Why browsers work while PowerShell, Git, and npm do not
On Windows, most people discover Clash through a GUI that offers a convenient toggle for system proxy. When that toggle is on, compliant desktop applications read the WinHTTP or WinINET proxy configuration and send HTTP(S) traffic through the loopback listener that Clash exposes. Microsoft Edge and Google Chrome typically cooperate with those settings, which is why it feels unfair when PowerShell, Git, or npm still behave as if nothing changed. The short explanation is that system proxy is not the same thing as process environment variables such as http_proxy or HTTPS_PROXY, and many command-line tools either ignore the system proxy entirely or consult a different configuration path first.
Another layer of confusion comes from the word proxy itself. In Clash documentation you will see mixed port, HTTP port, and SOCKS port mentioned side by side. Some tools speak HTTP CONNECT fluently; others insist on SOCKS5; still others read only ALL_PROXY and expect a socks5:// scheme. If you aim the wrong scheme at the wrong listener, you will get instant failures that look like generic network timeouts rather than a clear schema mismatch. The goal of this article is to give you a repeatable mental model: identify the listener you actually enabled in Clash, map it to the variable names your tools honor, and verify with small tests before you touch large installs.

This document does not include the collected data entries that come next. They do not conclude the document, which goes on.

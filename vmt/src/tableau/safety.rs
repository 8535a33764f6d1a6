//! Safety-LTL encoder (§4.4.4): a safety property holds over an infinite
//! trace iff it holds over every finite prefix, so once a formula is
//! confirmed safety it can be checked by the LTLf tableau after weakening
//! every strong `X` to a weak `N` (a finite prefix has no obligation to
//! produce a successor state).

use super::ltlf::encode_ltlf;
use crate::error::{Result, VmtError};
use crate::model::Model;
use crate::rewrite::{is_safety_ltl, nnf, weaken_x};
use crate::term::Term;

/// Encode `phi` against `model` via the safety-LTL tableau. Fails with
/// [`VmtError::NotSafetyLtl`] if `phi` is not safety (i.e. its NNF contains
/// a positive `U` or `F`) rather than silently delegating to a different
/// encoder.
pub fn encode_safety(model: &Model, phi: Term) -> Result<Model> {
    let env = model.env().clone();
    let normal = nnf(&env, phi)?;
    if !is_safety_ltl(normal) {
        return Err(VmtError::NotSafetyLtl);
    }
    tracing::debug!("encoding safety-LTL tableau");
    let weakened = weaken_x(&env, normal)?;
    encode_ltlf(model, weakened)
}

This walkthrough intentionally stays in the per-user shell environment lane. You do not need a new TUN profile, you do not need administrator rights for basic HTTP proxying to loopback, and you do not need to re-architect your entire routing table just to make git clone reliable. When you eventually want system-wide capture for UDP-heavy apps or stubborn binaries, our Clash TUN on Windows article covers the firewall and routing angles. Here we focus on the developer-shaped problem: terminals, package managers, and repository traffic that should ride your existing Clash policy groups.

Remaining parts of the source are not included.